> _DATA_:

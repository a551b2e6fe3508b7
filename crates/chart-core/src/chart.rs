// File: crates/chart-core/src/chart.rs
// Summary: Layout engine; composes the line chart as an SVG subtree and mounts it on a canvas.

use tracing::{debug, warn};

use crate::axis::Axis;
use crate::canvas::{Canvas, ChartHandle};
use crate::config::{Callout, CalloutText, ChartConfig, LayoutOptions, RenderOptions};
use crate::format::{FormatKind, Formatter};
use crate::reader::ConceptMetadata;
use crate::scale::{build_scales, Scales};
use crate::series::{Sample, Series};
use crate::svg::{fmt_num, px, Element};
use crate::types::PlotArea;

/// Radius of a reference annotation circle.
const REFERENCE_RADIUS: f64 = 10.0;
/// Label offset above a reference circle.
const REFERENCE_LABEL_DY: f64 = -20.0;
/// Callout offset when the point sits in the upper half (label goes below).
const CALLOUT_BELOW: f64 = 50.0;
/// Callout offset when the point sits in the lower half (label goes above).
const CALLOUT_ABOVE: f64 = -30.0;
/// Radius of per-sample dots.
const DOT_RADIUS: f64 = 3.0;

/// Render `series` into a new chart mounted on `canvas`.
///
/// An empty series yields a single diagnostic text node. `concept` decides the
/// display kind (`percent`/`share`); without it values are plain.
pub fn render(
    series: &Series,
    config: &ChartConfig,
    options: &RenderOptions,
    concept: Option<&ConceptMetadata>,
    canvas: &mut Canvas,
) -> ChartHandle {
    let opts = options.resolve();
    let insets = opts.insets;
    let plot = insets.plot_area();
    let width = plot.width + insets.hsum() as f64;
    let height = plot.height + insets.vsum() as f64;

    let svg = Element::new("svg")
        .attr("class", "linechart")
        .attr("width", px(width))
        .attr("height", px(height));

    let kind = FormatKind::from_display_format(concept.and_then(|c| c.display_format.as_deref()));
    let Some(scales) = build_scales(series, config, kind, plot, opts.time_padding) else {
        warn!(chart = %config.id, geo = %config.geo_id, "empty series, rendering placeholder");
        let placeholder = Element::new("text")
            .attr("class", "empty-data")
            .attr("dy", "20px")
            .attr("style", "fill: red")
            .text(format!("EMPTY DATA for {} and {}", config.title, config.geo_id));
        return canvas.mount(svg.child(placeholder), width, height);
    };
    let formatter = Formatter::new(kind, config.multiplier);
    let layout = Layout { series, config, opts: &opts, plot, scales, formatter };

    let svg = svg.child(arrow_marker()).child(circle_marker()).child(layout.plot_group());
    debug!(chart = %config.id, samples = series.len(), "chart rendered");
    canvas.mount(svg, width, height)
}

struct Layout<'a> {
    series: &'a Series,
    config: &'a ChartConfig,
    opts: &'a LayoutOptions,
    plot: PlotArea,
    scales: Scales,
    formatter: Formatter,
}

impl Layout<'_> {
    fn plot_group(&self) -> Element {
        let insets = self.opts.insets;
        let mut g = Element::new("g").attr("transform", format!("translate({},{})", insets.left, insets.top));

        if self.opts.show_title {
            g.push(
                Element::new("text")
                    .attr("dy", "-30px")
                    .attr("dx", px(-(insets.left as f64)))
                    .attr("class", "title")
                    .text(self.config.title.clone()),
            );
        }
        if self.opts.show_source {
            g.push(
                Element::new("text")
                    .attr("dy", px(self.plot.height + insets.bottom as f64 - 10.0))
                    .attr("dx", px(-(insets.left as f64)))
                    .attr("class", "source")
                    .text(self.config.source.clone()),
            );
        }

        if self.opts.area {
            let mut area = Element::new("path").attr("class", "area").attr("d", self.area_path());
            if let Some(color) = &self.opts.area_color {
                area.set_attr("style", format!("fill: {color}"));
            }
            g.push(area);
        }
        let mut line = Element::new("path")
            .attr("marker-start", "url(#cicle)")
            .attr("marker-end", "url(#arrow)")
            .attr("class", "line")
            .attr("d", self.line_path());
        if let Some(color) = &self.opts.line_color {
            line.set_attr("style", format!("stroke: {color}"));
        }
        g.push(line);

        g.push(self.time_axis());
        if self.opts.show_y_axis {
            let axis = Axis::value(&self.scales.value, &self.formatter, self.plot.height);
            g.push(axis.to_element(None));
        }

        if self.opts.dots {
            let mut dots = Element::new("g").attr("class", "dots");
            for (x, y) in self.points() {
                dots.push(Element::new("circle").attr("cx", fmt_num(x)).attr("cy", fmt_num(y)).attr("r", DOT_RADIUS));
            }
            g.push(dots);
        }

        for reference in &self.config.references {
            let x = self.scales.time.to_px(reference.time);
            let y = self.scales.value.to_px(reference.value);
            let class = format!("option {}", reference.style_class);
            g.push(
                Element::new("circle")
                    .attr("class", &class)
                    .attr("cx", fmt_num(x))
                    .attr("cy", fmt_num(y))
                    .attr("r", REFERENCE_RADIUS),
            );
            g.push(
                Element::new("text")
                    .attr("class", &class)
                    .attr("text-anchor", "middle")
                    .attr("dy", px(REFERENCE_LABEL_DY + reference.offset_y))
                    .attr("dx", px(reference.offset_x))
                    .attr("x", fmt_num(x))
                    .attr("y", fmt_num(y))
                    .text(reference.label.clone()),
            );
        }

        if let Some(end) = self.series.end() {
            g.push(self.callout("endvalue", end, &self.config.end_value));
        }
        if let Some(start) = self.series.start() {
            g.push(self.callout("startvalue", start, &self.config.start_value));
        }

        g.push(
            Element::new("text")
                .attr("class", "multiplier")
                .attr("text-anchor", "start")
                .attr("dy", "10px")
                .attr("dx", "10px")
                .attr("x", 0)
                .attr("y", 0)
                .text(self.config.unit_caption()),
        );
        g
    }

    fn points(&self) -> impl Iterator<Item = (f64, f64)> + '_ {
        self.series
            .samples()
            .iter()
            .map(|s| (self.scales.time.to_px(s.time), self.scales.value.to_px(s.value)))
    }

    /// Straight segments between consecutive samples.
    fn line_path(&self) -> String {
        let mut d = String::new();
        for (i, (x, y)) in self.points().enumerate() {
            d.push(if i == 0 { 'M' } else { 'L' });
            d.push_str(&format!("{},{}", fmt_num(x), fmt_num(y)));
        }
        d
    }

    /// The line closed down to the bottom of the value domain.
    fn area_path(&self) -> String {
        let base = fmt_num(self.scales.value.to_px(self.scales.value.vmin));
        let xs: Vec<f64> = self.points().map(|(x, _)| x).collect();
        match (xs.first(), xs.last()) {
            (Some(first), Some(last)) => {
                format!("{}L{},{}L{},{}Z", self.line_path(), fmt_num(*last), base, fmt_num(*first), base)
            }
            _ => String::new(),
        }
    }

    fn time_axis(&self) -> Element {
        let (first, last) = match self.series.time_extent() {
            Some(extent) => extent,
            None => self.scales.time.domain(),
        };
        let axis = Axis::time(&self.scales.time, first, last, self.plot.width);
        let mut el = axis
            .to_element(self.opts.x_label_dy)
            .attr("transform", format!("translate(0,{})", fmt_num(self.plot.height)));
        if !self.opts.show_x_axis {
            el.set_attr("visibility", "hidden");
        }
        el
    }

    /// Value label at a series end point, flipped below the point in the upper half of the plot.
    fn callout(&self, class: &str, sample: &Sample, callout: &Callout) -> Element {
        let x = self.scales.time.to_px(sample.time);
        let y = self.scales.value.to_px(sample.value);
        let upper_half = y < self.plot.height / 2.0;
        let shift = if upper_half { CALLOUT_BELOW } else { CALLOUT_ABOVE };
        debug!(class, y, upper_half, "callout placement");

        let text = match &callout.text {
            CalloutText::Fixed(s) => s.clone(),
            CalloutText::Auto | CalloutText::Hidden => self.formatter.format(sample.value),
        };
        let mut el = Element::new("text")
            .attr("class", class)
            .attr("text-anchor", "start")
            .attr("dy", px(callout.dy))
            .attr("dx", px(callout.dx))
            .attr("x", fmt_num(x))
            .attr("y", px(y + shift));
        if callout.text == CalloutText::Hidden {
            el.set_attr("style", "visibility: hidden");
        }
        el.text(text)
    }
}

fn arrow_marker() -> Element {
    Element::new("defs").child(
        Element::new("marker")
            .attr("id", "arrow")
            .attr("viewBox", "-8 -7 12 12")
            .attr("refX", "-7px")
            .attr("markerWidth", 5)
            .attr("markerHeight", 5)
            .attr("orient", "auto")
            .attr("style", "stroke-linejoin: round; stroke-width: 3px")
            .child(Element::new("path").attr("d", "M-6,-3L1,0L-6,3Z")),
    )
}

fn circle_marker() -> Element {
    Element::new("defs").child(
        Element::new("marker")
            .attr("id", "cicle")
            .attr("viewBox", "-5 -5 12 12")
            .attr("markerWidth", 5)
            .attr("markerHeight", 5)
            .attr("orient", "auto")
            .child(Element::new("circle").attr("r", 3)),
    )
}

> _DESCRIPTION OF THE TASK_: Return every line from the entries that holds the string "clone".

> _TASK RESULT_:
                    .text(self.config.title.clone()),
                    .text(self.config.source.clone()),
                    .text(reference.label.clone()),
            CalloutText::Fixed(s) => s.clone(),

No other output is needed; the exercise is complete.